Middleware analyst
Role and Responsibility of a WebSphere MQ Analyst
WebSphere MQ Information Systems Consultants hold and maintain proficiency in Middleware technologies. Middleware is a vertical skill within the WebSphere & Sun Java families that bring together diverse information systems. These include different hardware platforms (more than 80 different configurations and/or manufacturers), programming languages (COBOL, C, Java, and VB), operating systems, and communication links (local and wide area networks, including third-party business partners). Software that resides between applications and the components of the underlying infrastructure is called “Middleware”.
Best Practices for WebSphere MQ Implementations
WebSphere MQ best practices encompass generally accepted principles to promote usability and maintainability. A selected few examples of best practices are included here to provide valuable insight and enlightenment as to how WebSphere MQ addresses key principles of standards-based computing.
A common problem new implementations of MQ stumble into is how user-defined applications are configured so that queue references bypass Queue Alias definitions referring directly to the Queue Local or Queue Remote definition. This is a deviation from Best Practices and should be corrected when the administrator and/or programmer can correct it within time and scope parameters. All references from user-defined Applications should point to Queue Aliases. Then the Queue Aliases should point to the defined Queue Local or Queue Remote.
Queue Aliases allow flexibility for MQ administrators to resolve or relieve production problems quickly. By using Queue Aliases, MQ administrators can redirect message flow, in the event of a service problem, without changes to the user-defined Application. For example, if a Queue Local were overflowing, an MQ admin could change the Queue Alias to point to a temporary Queue Local, thereby allowing the user-defined application to continue it’s processing without interruption while the underlying root cause is corrected.
By pointing all user-defined Application references to Queue Aliases, it preserves the flexibility that MQ admins would have to help with Production issues that may occur. If the Best Practice of Queue Aliases were not followed, the ability of an MQ Admin to help with a Production outage would be hindered.
Skills required of a WebSphere MQ Analyst
Message queuing (“MQ”) is a middleware technology that greatly simplifies communication between the nodes of a system and between the nodes that connect systems together. Information System Consultants use Message Queuing as their skill base.

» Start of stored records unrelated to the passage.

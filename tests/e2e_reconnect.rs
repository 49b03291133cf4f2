// Copyright (c) 2026 Roman Barinov <rbarinov@gmail.com>
// Licensed under the FSL-1.1-NC.

mod common;

use common::{wait_until, TestEnvironment, TestSocket, STEP_TIMEOUT};
use relay_client::{ProxyClient, ProxyEvent};
use serde_json::json;
use std::time::Duration;
use tokio::sync::broadcast;

async fn next_event(events: &mut broadcast::Receiver<ProxyEvent>) -> ProxyEvent {
    tokio::time::timeout(STEP_TIMEOUT, events.recv())
        .await
        .expect("timed out waiting for proxy event")
        .expect("proxy events closed")
}

#[tokio::test]
async fn test_reconnects_after_relay_restart() {
    let mut env = TestEnvironment::new().await;
    let client = ProxyClient::new(env.proxy_options());
    let mut events = client.subscribe();

    assert!(client.connect().await.unwrap());
    assert!(matches!(next_event(&mut events).await, ProxyEvent::Connect));
    let first_sid = client.sid().unwrap();

    let _socket = TestSocket::connect(&env.relay_url("socket")).await;
    let ProxyEvent::Connection(user) = next_event(&mut events).await else {
        panic!("expected proxied connection");
    };
    let mut user_events = user.subscribe();

    env.restart_relay().await;

    assert!(matches!(next_event(&mut events).await, ProxyEvent::Disconnect));
    let gone = tokio::time::timeout(STEP_TIMEOUT, user_events.recv())
        .await
        .unwrap()
        .unwrap();
    assert_eq!(gone.name, "disconnect");
    assert_eq!(gone.args, vec![json!("transport close")]);
    assert!(user.is_disconnected());

    assert!(matches!(next_event(&mut events).await, ProxyEvent::Connect));
    assert!(client.is_connected());
    assert_ne!(client.sid().unwrap(), first_sid);
    assert_eq!(env.relay.registry().link_count().await, 1);

    client.disconnect();
}

#[tokio::test]
async fn test_no_retry_after_disconnect() {
    let mut env = TestEnvironment::new().await;
    let client = env.connected_proxy().await;

    client.disconnect();
    assert!(client.is_first_time());
    assert!(!client.is_enabled());

    env.restart_relay().await;
    tokio::time::sleep(Duration::from_millis(500)).await;

    assert!(!client.is_connected());
    assert_eq!(env.relay.registry().link_count().await, 0);
}

#[tokio::test]
async fn test_initial_failure_keeps_retrying_until_relay_is_up() {
    let mut env = TestEnvironment::new().await;
    env.relay.shutdown().await;
    tokio::time::sleep(Duration::from_millis(200)).await;

    let client = ProxyClient::new(env.proxy_options());
    assert!(client.connect().await.is_err());
    assert!(client.is_enabled());
    assert!(!client.is_first_time());

    env.restart_relay().await;

    let client_ref = &client;
    assert!(wait_until(move || async move { client_ref.is_connected() }).await);
    client.disconnect();
}
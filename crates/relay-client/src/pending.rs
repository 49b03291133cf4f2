// Copyright (c) 2026 Roman Barinov <rbarinov@gmail.com>
// Licensed under the FSL-1.1-NC.

use serde_json::Value;
use std::collections::HashMap;
use std::sync::atomic::{AtomicU64, Ordering};
use std::sync::Arc;
use tokio::sync::{oneshot, RwLock};

pub type AckSender = oneshot::Sender<Vec<Value>>;
pub type AckReceiver = oneshot::Receiver<Vec<Value>>;

/// Requests waiting for an acknowledgement from the relay.
pub struct PendingAcks {
    next_id: AtomicU64,
    requests: Arc<RwLock<HashMap<u64, AckSender>>>,
}

impl PendingAcks {
    pub fn new() -> Self {
        Self {
            next_id: AtomicU64::new(1),
            requests: Arc::new(RwLock::new(HashMap::new())),
        }
    }

    pub async fn register(&self) -> (u64, AckReceiver) {
        let id = self.next_id.fetch_add(1, Ordering::Relaxed);
        let (tx, rx) = oneshot::channel();
        let mut requests = self.requests.write().await;
        requests.insert(id, tx);
        (id, rx)
    }

    pub async fn complete(&self, id: u64, args: Vec<Value>) -> bool {
        let mut requests = self.requests.write().await;
        if let Some(sender) = requests.remove(&id) {
            sender.send(args).is_ok()
        } else {
            false
        }
    }

    pub async fn cancel(&self, id: u64) {
        let mut requests = self.requests.write().await;
        requests.remove(&id);
    }

    /// Drops every waiter; their receivers observe a closed channel.
    pub async fn cancel_all(&self) {
        let mut requests = self.requests.write().await;
        requests.clear();
    }

    #[cfg(test)]
    async fn count(&self) -> usize {
        let requests = self.requests.read().await;
        requests.len()
    }
}

impl Default for PendingAcks {
    fn default() -> Self {
        Self::new()
    }
}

Upon this base, Information System Consultants add Workflow management, Message brokering, and cutting edge J2EE implementations using Java Virtual Machines (JVMs) and Message Driven Beans (MDBs).
WebSphere MQ Security
Because MQ is a cross-platform messaging tool, the sophistication of your WebSphere MQ Analysts are expected to be acute. People that are designing and implementing the MQ Message Flow need to fully understand how the MQ Security model on each target platform works. This may include Windows, Unix, z/OS or AS/400.
WebSphere MQ protects data in transit through PKI and SSL technology. Security certificates are procured from a Certification Authority and regularly deployed and updated on MQ Servers. This protects data while it is in-transit as it leaves one MQ Server and arrives on the next MQ Server in the chain. It does not protect data while data is at rest.

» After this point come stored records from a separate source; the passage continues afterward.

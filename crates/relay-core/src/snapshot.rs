// Copyright (c) 2026 Roman Barinov <rbarinov@gmail.com>
// Licensed under the FSL-1.1-NC.

//! State of a relay-side socket as mirrored onto a proxy link.

use crate::{Error, Result};
use serde::{Deserialize, Serialize};
use serde_json::Value;
use std::collections::BTreeMap;
use std::time::{SystemTime, UNIX_EPOCH};

#[derive(Debug, Clone, PartialEq, Serialize, Deserialize)]
pub struct SocketSnapshot {
    pub id: String,
    #[serde(default)]
    pub rooms: Vec<String>,
    #[serde(default)]
    pub transport: TransportSnapshot,
    #[serde(default = "default_protocol")]
    pub protocol: u8,
    #[serde(default)]
    pub handshake: Handshake,
    #[serde(default = "default_nsp")]
    pub nsp: String,
    #[serde(default = "default_connected")]
    pub connected: bool,
}

#[derive(Debug, Clone, PartialEq, Serialize, Deserialize)]
#[serde(rename_all = "camelCase")]
pub struct TransportSnapshot {
    pub name: String,
    pub ready_state: String,
}

#[derive(Debug, Clone, Default, PartialEq, Serialize, Deserialize)]
pub struct Handshake {
    #[serde(default)]
    pub headers: BTreeMap<String, String>,
    #[serde(default)]
    pub query: BTreeMap<String, String>,
    #[serde(default)]
    pub time: String,
    #[serde(default)]
    pub secure: bool,
    #[serde(default)]
    pub xdomain: bool,
    #[serde(default)]
    pub issued: u64,
    #[serde(default)]
    pub url: String,
    #[serde(default)]
    pub address: String,
}

fn default_protocol() -> u8 {
    4
}

fn default_nsp() -> String {
    "/".to_string()
}

fn default_connected() -> bool {
    true
}

impl Default for TransportSnapshot {
    fn default() -> Self {
        Self {
            name: "websocket".to_string(),
            ready_state: "open".to_string(),
        }
    }
}

impl Handshake {
    /// Captures the upgrade request of a freshly accepted socket.
    pub fn new(
        headers: BTreeMap<String, String>,
        query: BTreeMap<String, String>,
        url: impl Into<String>,
        address: impl Into<String>,
    ) -> Self {
        let issued = SystemTime::now()
            .duration_since(UNIX_EPOCH)
            .map(|d| d.as_millis() as u64)
            .unwrap_or_default();
        let xdomain = headers.contains_key("origin");
        Self {
            headers,
            query,
            time: (issued / 1000).to_string(),
            secure: false,
            xdomain,
            issued,
            url: url.into(),
            address: address.into(),
        }
    }
}

impl SocketSnapshot {
    pub fn new(id: impl Into<String>) -> Self {
        Self {
            id: id.into(),
            rooms: Vec::new(),
            transport: TransportSnapshot::default(),
            protocol: default_protocol(),
            handshake: Handshake::default(),
            nsp: default_nsp(),
            connected: default_connected(),
        }
    }

    /// Decodes and validates a snapshot pushed by the relay. Duplicate rooms
    /// are collapsed, keeping first-seen order.
    pub fn from_value(value: Value) -> Result<Self> {
        let mut snapshot: SocketSnapshot = serde_json::from_value(value)
            .map_err(|e| Error::InvalidSnapshot(e.to_string()))?;
        snapshot.validate()?;

        let mut seen = std::collections::HashSet::new();
        snapshot.rooms.retain(|room| seen.insert(room.clone()));

        Ok(snapshot)
    }

    pub fn validate(&self) -> Result<()> {
        if self.id.is_empty() {
            return Err(Error::InvalidSnapshot("id must not be empty".to_string()));
        }
        if !self.nsp.starts_with('/') {
            return Err(Error::InvalidSnapshot(format!(
                "namespace must start with '/': {}",
                self.nsp
            )));
        }
        if self.rooms.iter().any(|room| room.is_empty()) {
            return Err(Error::InvalidSnapshot("room names must not be empty".to_string()));
        }
        Ok(())
    }
}
// Copyright (c) 2026 Roman Barinov <rbarinov@gmail.com>
// Licensed under the FSL-1.1-NC.

use relay_server::{config, server};

use clap::Parser;
use std::path::PathBuf;
use tracing_subscriber::{layer::SubscriberExt, util::SubscriberInitExt};

#[derive(Parser, Debug)]
#[command(name = "relay-server")]
#[command(about = "Socket relay for proxied chat servers", version)]
struct Args {
    #[arg(short, long, value_name = "FILE")]
    config: Option<PathBuf>,
}

#[tokio::main]
async fn main() -> anyhow::Result<()> {
    tracing_subscriber::registry()
        .with(
            tracing_subscriber::EnvFilter::try_from_default_env()
                .unwrap_or_else(|_| "relay_server=info,tower_http=debug".into()),
        )
        .with(tracing_subscriber::fmt::layer())
        .init();

    let args = Args::parse();
    let config = config::Config::load(args.config)?;

    tracing::info!("Starting relay server");
    tracing::info!("Port: {}", config.server.port);
    tracing::info!("Link auth required: {}", config.auth.token.is_some());

    let server = server::RelayServer::new(config);
    let stopper = server.clone();
    tokio::spawn(async move {
        if tokio::signal::ctrl_c().await.is_ok() {
            tracing::info!("Shutting down");
            stopper.shutdown().await;
        }
    });

    server.run().await
}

Supplemental transmission security can augment the primary SSL measures that exist on your MQ Server. These are SSL client authentication, DN filtering, CRL check by LDAP, and Using cryptographic hardware (IPSEC-level encryption). This type of security is called "border-level security" because it only protects the data when it leaves your borders until it gets to your trading partner's borders. It does not protect data once data has entered the border. IPSEC is the most efficient and least costly protection method. SSL is the middle ground, with a balance between flexibility, resource consumption, and transmission time.

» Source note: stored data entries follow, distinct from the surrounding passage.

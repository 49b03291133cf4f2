// Copyright (c) 2026 Roman Barinov <rbarinov@gmail.com>
// Licensed under the FSL-1.1-NC.

use crate::dispatcher::Connection;
use serde_json::Value;
use tracing::{debug, info};

/// Minimal room chat: `join` enters a room, `message` goes to everyone else
/// in the sender's current room. Local notifications are not requests; only
/// `disconnect` ends the session.
pub async fn room_chat(conn: Connection) {
    let mut events = conn.socket.subscribe();
    let mut room: Option<String> = None;

    info!(
        "Chat client {} connected (proxied: {})",
        conn.socket.id(),
        conn.is_proxy
    );

    while let Some(event) = events.recv().await {
        if event.is_notification() {
            if event.name == "disconnect" {
                break;
            }
            continue;
        }
        match event.name.as_str() {
            "join" => {
                let Some(Value::String(next)) = event.args.first().cloned() else {
                    continue;
                };
                if let Some(previous) = room.take() {
                    conn.socket.leave(&previous).await;
                }
                if conn.socket.join(&next).await {
                    conn.delivery
                        .socket_emit("joined", vec![Value::String(next.clone())])
                        .await;
                    room = Some(next);
                }
            }
            "message" => {
                if let Some(room) = &room {
                    let mut args = vec![Value::String(conn.socket.id().to_string())];
                    args.extend(event.args);
                    conn.delivery.socket_to(room, "message", args).await;
                }
            }
            other => debug!("Ignoring {} from {}", other, conn.socket.id()),
        }
    }

    info!("Chat client {} left", conn.socket.id());
}
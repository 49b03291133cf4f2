// Copyright (c) 2026 Roman Barinov <rbarinov@gmail.com>
// Licensed under the FSL-1.1-NC.

use crate::socket::{EventListeners, SocketEvent};
use axum::{
    extract::{
        ws::{Message, WebSocket, WebSocketUpgrade},
        ConnectInfo, Query, State,
    },
    http::{HeaderMap, StatusCode, Uri},
    response::{IntoResponse, Response},
    routing::get,
    Router,
};
use futures::StreamExt;
use relay_core::upgrade::{headers_to_map, spawn_writer};
use relay_core::ws::Outbound;
use relay_core::{codec, Handshake, Packet};
use serde_json::Value;
use std::collections::{BTreeMap, HashMap, HashSet};
use std::net::SocketAddr;
use std::sync::atomic::{AtomicBool, Ordering};
use std::sync::{Arc, Weak};
use tokio::sync::{broadcast, mpsc, RwLock};
use tower_http::trace::TraceLayer;
use tracing::{debug, info, warn};
use uuid::Uuid;

/// Real-time server for clients connected directly to this process.
pub struct Hub {
    sockets: RwLock<HashMap<String, LocalSocket>>,
    rooms: RwLock<HashMap<String, HashSet<String>>>,
    connections: broadcast::Sender<LocalSocket>,
}

#[derive(Clone)]
pub struct LocalSocket {
    inner: Arc<LocalInner>,
}

struct LocalInner {
    id: String,
    hub: Weak<Hub>,
    outbound: mpsc::UnboundedSender<Outbound>,
    handshake: Handshake,
    events: EventListeners,
    disconnected: AtomicBool,
}

impl Hub {
    pub fn new() -> Arc<Self> {
        let (connections, _) = broadcast::channel(256);
        Arc::new(Self {
            sockets: RwLock::new(HashMap::new()),
            rooms: RwLock::new(HashMap::new()),
            connections,
        })
    }

    pub fn subscribe(&self) -> broadcast::Receiver<LocalSocket> {
        self.connections.subscribe()
    }

    /// Adds a socket and announces it. The returned receiver yields the
    /// frames to write to the client, starting with its `open` packet.
    pub async fn register(
        self: &Arc<Self>,
        handshake: Handshake,
    ) -> (LocalSocket, mpsc::UnboundedReceiver<Outbound>) {
        let id = Uuid::new_v4().to_string();
        let (tx, rx) = mpsc::unbounded_channel();
        let _ = tx.send(Outbound::Packet(Packet::open(id.clone())));

        let socket = LocalSocket {
            inner: Arc::new(LocalInner {
                id: id.clone(),
                hub: Arc::downgrade(self),
                outbound: tx,
                handshake,
                events: EventListeners::default(),
                disconnected: AtomicBool::new(false),
            }),
        };

        {
            let mut sockets = self.sockets.write().await;
            sockets.insert(id.clone(), socket.clone());
        }

        info!("Local socket {} connected", id);
        let _ = self.connections.send(socket.clone());
        (socket, rx)
    }

    pub async fn socket(&self, id: &str) -> Option<LocalSocket> {
        let sockets = self.sockets.read().await;
        sockets.get(id).cloned()
    }

    pub async fn count(&self) -> usize {
        let sockets = self.sockets.read().await;
        sockets.len()
    }

    pub async fn join(&self, id: &str, room: &str) -> bool {
        if !self.sockets.read().await.contains_key(id) {
            return false;
        }
        let mut rooms = self.rooms.write().await;
        rooms
            .entry(room.to_string())
            .or_default()
            .insert(id.to_string());
        true
    }

    pub async fn leave(&self, id: &str, room: &str) -> bool {
        let mut rooms = self.rooms.write().await;
        let Some(members) = rooms.get_mut(room) else {
            return false;
        };
        let removed = members.remove(id);
        if members.is_empty() {
            rooms.remove(room);
        }
        removed
    }

    pub async fn rooms_of(&self, id: &str) -> Vec<String> {
        let rooms = self.rooms.read().await;
        let mut joined: Vec<String> = rooms
            .iter()
            .filter(|(_, members)| members.contains(id))
            .map(|(room, _)| room.clone())
            .collect();
        joined.sort();
        joined
    }

    pub async fn members(&self, room: &str) -> Vec<String> {
        let rooms = self.rooms.read().await;
        rooms
            .get(room)
            .map(|members| members.iter().cloned().collect())
            .unwrap_or_default()
    }

    /// Sends an event to every member of `room` except `except`. Returns
    /// the number of sockets written to.
    pub async fn broadcast(
        &self,
        room: &str,
        event: &str,
        args: Vec<Value>,
        except: Option<&str>,
    ) -> usize {
        let members = self.members(room).await;
        let sockets = self.sockets.read().await;

        let mut delivered = 0;
        for id in members {
            if except == Some(id.as_str()) {
                continue;
            }
            if let Some(socket) = sockets.get(&id) {
                if socket.emit(event, args.clone()) {
                    delivered += 1;
                }
            }
        }
        debug!("Broadcast {} to {} ({} sockets)", event, room, delivered);
        delivered
    }

    pub async fn remove(&self, id: &str) {
        let socket = {
            let mut sockets = self.sockets.write().await;
            sockets.remove(id)
        };

        {
            let mut rooms = self.rooms.write().await;
            rooms.retain(|_, members| {
                members.remove(id);
                !members.is_empty()
            });
        }

        if let Some(socket) = socket {
            socket.mark_disconnected("transport close");
            info!("Local socket {} disconnected", id);
        }
    }

    pub fn router(self: Arc<Self>) -> Router {
        Router::new()
            .route("/health", get(health_check))
            .route("/socket", get(socket_upgrade))
            .with_state(self)
            .layer(TraceLayer::new_for_http())
    }

    pub async fn serve(self: Arc<Self>, port: u16) -> anyhow::Result<()> {
        let addr = SocketAddr::from(([0, 0, 0, 0], port));
        let listener = tokio::net::TcpListener::bind(addr).await?;
        info!("Hub listening on {}", addr);
        axum::serve(
            listener,
            self.router()
                .into_make_service_with_connect_info::<SocketAddr>(),
        )
        .await?;
        Ok(())
    }

    async fn serve_socket(self: Arc<Self>, socket: WebSocket, handshake: Handshake) {
        let (local, outbound) = self.register(handshake).await;
        let (mut sender, mut receiver) = socket.split();

        let writer = spawn_writer(sender, outbound);

        while let Some(Ok(msg)) = receiver.next().await {
            match msg {
                Message::Text(text) => match codec::decode_packet(&text) {
                    Ok(Packet::Event(event)) => {
                        local.deliver(SocketEvent::new(event.event, event.args));
                    }
                    Ok(_) => {}
                    Err(e) => warn!("Dropping frame from {}: {}", local.id(), e),
                },
                Message::Close(_) => break,
                _ => {}
            }
        }

        writer.abort();
        self.remove(local.id()).await;
    }
}

impl LocalSocket {
    pub fn id(&self) -> &str {
        &self.inner.id
    }

    pub fn handshake(&self) -> &Handshake {
        &self.inner.handshake
    }

    pub fn emit(&self, event: &str, args: Vec<Value>) -> bool {
        if self.is_disconnected() {
            return false;
        }
        self.inner
            .outbound
            .send(Outbound::Packet(Packet::event(event, args)))
            .is_ok()
    }

    pub async fn join(&self, room: &str) -> bool {
        match self.inner.hub.upgrade() {
            Some(hub) if !self.is_disconnected() => hub.join(self.id(), room).await,
            _ => false,
        }
    }

    pub async fn leave(&self, room: &str) -> bool {
        match self.inner.hub.upgrade() {
            Some(hub) => hub.leave(self.id(), room).await,
            None => false,
        }
    }

    pub async fn rooms(&self) -> Vec<String> {
        match self.inner.hub.upgrade() {
            Some(hub) => hub.rooms_of(self.id()).await,
            None => Vec::new(),
        }
    }

    /// Registers an event listener. The first listener also receives any
    /// events the client sent before it subscribed.
    pub fn subscribe(&self) -> mpsc::UnboundedReceiver<SocketEvent> {
        self.inner.events.subscribe()
    }

    /// Closes the client's transport and drops it from the hub.
    pub fn disconnect(&self) {
        if self.is_disconnected() {
            return;
        }
        let _ = self.inner.outbound.send(Outbound::Close);
        self.mark_disconnected("server namespace disconnect");

        if let Some(hub) = self.inner.hub.upgrade() {
            let id = self.inner.id.clone();
            tokio::spawn(async move { hub.remove(&id).await });
        }
    }

    pub fn is_disconnected(&self) -> bool {
        self.inner.disconnected.load(Ordering::SeqCst)
    }

    pub(crate) fn deliver(&self, event: SocketEvent) {
        self.inner.events.deliver(event);
    }

    fn mark_disconnected(&self, reason: &str) {
        if self.inner.disconnected.swap(true, Ordering::SeqCst) {
            return;
        }
        self.inner.events.close(SocketEvent::notification(
            "disconnect",
            vec![Value::String(reason.to_string())],
        ));
    }
}

impl std::fmt::Debug for LocalSocket {
    fn fmt(&self, f: &mut std::fmt::Formatter<'_>) -> std::fmt::Result {
        f.debug_struct("LocalSocket")
            .field("id", &self.inner.id)
            .field("disconnected", &self.is_disconnected())
            .finish()
    }
}

async fn socket_upgrade(
    State(hub): State<Arc<Hub>>,
    ws: WebSocketUpgrade,
    headers: HeaderMap,
    uri: Uri,
    Query(query): Query<BTreeMap<String, String>>,
    connect_info: Option<ConnectInfo<SocketAddr>>,
) -> Response {
    let address = connect_info
        .map(|ConnectInfo(addr)| addr.to_string())
        .unwrap_or_default();
    let handshake = Handshake::new(headers_to_map(&headers), query, uri.to_string(), address);
    ws.on_upgrade(move |socket| hub.serve_socket(socket, handshake))
}

async fn health_check() -> impl IntoResponse {
    (StatusCode::OK, "OK")
}

#[cfg(test)]
mod tests {
    use super::*;
    use serde_json::json;

    async fn connect(hub: &Arc<Hub>) -> (LocalSocket, mpsc::UnboundedReceiver<Outbound>) {
        let (socket, mut rx) = hub.register(Handshake::default()).await;
        match rx.recv().await {
            Some(Outbound::Packet(Packet::Open(open))) => assert_eq!(open.sid, socket.id()),
            other => panic!("expected open packet, got {:?}", other),
        }
        (socket, rx)
    }

    fn event_name(item: Option<Outbound>) -> String {
        match item {
            Some(Outbound::Packet(Packet::Event(ev))) => ev.event,
            other => panic!("expected event, got {:?}", other),
        }
    }

    #[tokio::test]
    async fn test_register_announces_connection() {
        let hub = Hub::new();
        let mut connections = hub.subscribe();
        let (socket, _rx) = connect(&hub).await;

        let announced = connections.recv().await.unwrap();
        assert_eq!(announced.id(), socket.id());
        assert_eq!(hub.count().await, 1);
    }

    #[tokio::test]
    async fn test_broadcast_skips_excluded_socket() {
        let hub = Hub::new();
        let (a, mut rx_a) = connect(&hub).await;
        let (b, mut rx_b) = connect(&hub).await;
        let (_c, mut rx_c) = connect(&hub).await;

        assert!(a.join("room").await);
        assert!(b.join("room").await);

        let delivered = hub
            .broadcast("room", "msg", vec![json!("x")], Some(a.id()))
            .await;
        assert_eq!(delivered, 1);
        assert_eq!(event_name(rx_b.recv().await), "msg");
        assert!(rx_a.try_recv().is_err());
        assert!(rx_c.try_recv().is_err());
    }

    #[tokio::test]
    async fn test_leave_and_rooms() {
        let hub = Hub::new();
        let (a, _rx) = connect(&hub).await;

        assert!(a.join("b-room").await);
        assert!(a.join("a-room").await);
        assert_eq!(a.rooms().await, vec!["a-room", "b-room"]);

        assert!(a.leave("a-room").await);
        assert!(!a.leave("a-room").await);
        assert_eq!(a.rooms().await, vec!["b-room"]);
    }

    #[tokio::test]
    async fn test_remove_clears_membership_and_listeners() {
        let hub = Hub::new();
        let (a, _rx) = connect(&hub).await;
        let mut events = a.subscribe();
        a.join("room").await;

        hub.remove(a.id()).await;

        assert!(hub.members("room").await.is_empty());
        assert!(a.is_disconnected());
        assert_eq!(events.recv().await.unwrap().name, "disconnect");
        assert!(events.recv().await.is_none());
        assert!(!a.emit("x", vec![]));
        assert!(!a.join("room").await);
    }

    #[tokio::test]
    async fn test_disconnect_sends_close() {
        let hub = Hub::new();
        let (a, mut rx) = connect(&hub).await;

        a.disconnect();
        assert_eq!(rx.recv().await, Some(Outbound::Close));
        assert!(a.is_disconnected());
    }

    #[tokio::test]
    async fn test_early_events_are_held_for_first_subscriber() {
        let hub = Hub::new();
        let (a, _rx) = connect(&hub).await;

        a.deliver(SocketEvent::new("join", vec![json!("lobby")]));
        let mut events = a.subscribe();
        assert_eq!(events.recv().await.unwrap().name, "join");

        let mut late = a.subscribe();
        a.deliver(SocketEvent::new("message", vec![]));
        assert_eq!(events.recv().await.unwrap().name, "message");
        assert_eq!(late.recv().await.unwrap().name, "message");
    }

    #[tokio::test]
    async fn test_events_not_held_after_subscriber_drops() {
        let hub = Hub::new();
        let (a, _rx) = connect(&hub).await;
        drop(a.subscribe());

        for n in 0..100 {
            a.deliver(SocketEvent::new("message", vec![json!(n)]));
        }
        assert_eq!(a.inner.events.held(), 0);
    }

    #[tokio::test]
    async fn test_deliver_reaches_subscribers() {
        let hub = Hub::new();
        let (a, _rx) = connect(&hub).await;
        let mut events = a.subscribe();

        a.deliver(SocketEvent::new("message", vec![json!("hi")]));
        assert_eq!(
            events.recv().await.unwrap(),
            SocketEvent::new("message", vec![json!("hi")])
        );
    }
}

When data is at rest in queues, it is not protected by MQ. That is, data is in "plain text". Therefore, if the data contained in messages is so sensitive that you do not want your trusted MQ administrators to see this data, then it is essential that application-level data encryption be used. Application-level data security can be viewed by the cliché': "The best defense is a good offense." Examples of data which could be protected by this strategy include banking data (account numbers, banking transactions, etc.) Application-level transaction security is the most secure form of protection but also the most costly in terms of CPU and I/O bandwidth consumption of both the sending and receiving servers. It is also the least efficient.
WebSphere MQ data channels can be set up to provide varying degrees of protection. A sender/receiver channel pair could be configured to provide IPSEC transport-level security not using SSL. A second sender/receiver pair could be configured to provide SSL border-to-border level security not using IPSEC. A third sender/receiver channel pair could be set up to provide application-level encryption. Using this scheme, you provision a wide selection of protection mechanisms from which your applications can choose at runtime. This offers your applications the ability to achieve best security when needed or more efficient security when data is not quite so sensitive.